The two most salient features of COVID-19 are its high infectivity, and its lethality for a significant human subpopulation. The lethal pathologies include 1) amplified forms of inflammation (Acute Respiratory Distress Syndrome (ARDS), cytokine storms, septic shock) and 2) dysregulated forms of coagulation (severe blood clots that lead to cardiac events, multi system inflammatory syndrome in children (MIS-C)). At present, it is not clear how these outcomes are induced.

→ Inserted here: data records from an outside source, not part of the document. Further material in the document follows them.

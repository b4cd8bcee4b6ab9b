//! Tokio completion driver.
//!
//! [`TokioTransport`] implements the synchronous [`Transport`] seam by
//! queuing submissions. [`TransportDriver::run`] drains that queue and spawns
//! one task per transfer, so read and write completions land on independent
//! tasks and reach the hub's handlers with no ordering between them.

use std::sync::Arc;

use async_trait::async_trait;
use tokio::sync::mpsc;
use tokio::task::JoinSet;
use tracing::debug;
use wedo_hid_protocol::REPORT_LEN;

use crate::error::TransportError;
use crate::hub::Hub;
use crate::transport::Transport;

/// Asynchronous access to the hub's HID link.
#[async_trait]
pub trait AsyncHidLink: Send + Sync {
    /// Wait for the next interrupt-in report.
    async fn read_report(&self) -> Result<Vec<u8>, TransportError>;

    /// Send an output report. Returns the number of bytes sent.
    async fn write_report(&self, frame: &[u8]) -> Result<usize, TransportError>;
}

#[derive(Debug)]
enum Submission {
    Read,
    Write([u8; REPORT_LEN]),
    Close,
}

/// Transport half handed to the hub.
#[derive(Debug, Clone)]
pub struct TokioTransport {
    submissions: mpsc::UnboundedSender<Submission>,
}

impl Transport for TokioTransport {
    fn submit_read(&self) -> Result<(), TransportError> {
        self.submissions
            .send(Submission::Read)
            .map_err(|_| TransportError::Closed)
    }

    fn submit_write(&self, frame: [u8; REPORT_LEN]) -> Result<(), TransportError> {
        self.submissions
            .send(Submission::Write(frame))
            .map_err(|_| TransportError::Closed)
    }

    fn close(&self) {
        // A driver that already stopped has nothing left to close.
        let _ = self.submissions.send(Submission::Close);
    }
}

/// Driver half; runs the link's transfers.
pub struct TransportDriver<L> {
    link: Arc<L>,
    submissions: mpsc::UnboundedReceiver<Submission>,
}

/// Pair a link with a transport for the hub and a driver to run it.
pub fn channel<L: AsyncHidLink + 'static>(link: Arc<L>) -> (TokioTransport, TransportDriver<L>) {
    let (tx, rx) = mpsc::unbounded_channel();
    (
        TokioTransport { submissions: tx },
        TransportDriver {
            link,
            submissions: rx,
        },
    )
}

impl<L: AsyncHidLink + 'static> TransportDriver<L> {
    /// Run until the transport is closed or dropped. Transfers still
    /// pending at that point are cancelled.
    pub async fn run(mut self, hub: Arc<Hub>) {
        let mut transfers = JoinSet::new();

        while let Some(submission) = self.submissions.recv().await {
            match submission {
                Submission::Read => {
                    let link = Arc::clone(&self.link);
                    let hub = Arc::clone(&hub);
                    transfers.spawn(async move {
                        let result = link.read_report().await;
                        hub.on_read_complete(result.as_deref().map_err(Clone::clone));
                    });
                }
                Submission::Write(frame) => {
                    let link = Arc::clone(&self.link);
                    let hub = Arc::clone(&hub);
                    transfers.spawn(async move {
                        let result = link.write_report(&frame).await;
                        hub.on_write_complete(result);
                    });
                }
                Submission::Close => break,
            }

            while transfers.try_join_next().is_some() {}
        }

        transfers.abort_all();
        debug!(hub = %hub.name(), "Transport driver stopped");
    }
}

By combining machine learning, synchrotron structural studies, computer simulations, in vitro cell based experiments, in vivo mouse experiments, and analysis of human COVID patient samples, we show how immune processing of SARS-CoV-2 can potentially precipitate these outcomes, via a novel form of biomimicry that results in grossly distorted immune responses, coagulation pathologies, and suppression of type I interferon-based antiviral defenses, whereas that of other non-pandemic coronaviruses cannot.

About the Speaker
Dr. Gerard C. L. Wong is a Professor in the Department of Bioengineering and Department of Chemistry at UCLA.  Wong received his B.S. and Ph.D. in physics at Caltech and Berkeley.  He joined the Materials Science Department and Physics Department at the University of Illinois at Urbana-Champaign in 2000 and was recruited to UCLA in 2009. His research recognition includes a Beckman Young Investigator Award and an Alfred P Sloan Fellowship. He is a Fellow of the American Physical Society, a Fellow of the American Academy of Microbiology, and a Fellow of the American Institute for Medical and Biological Engineering.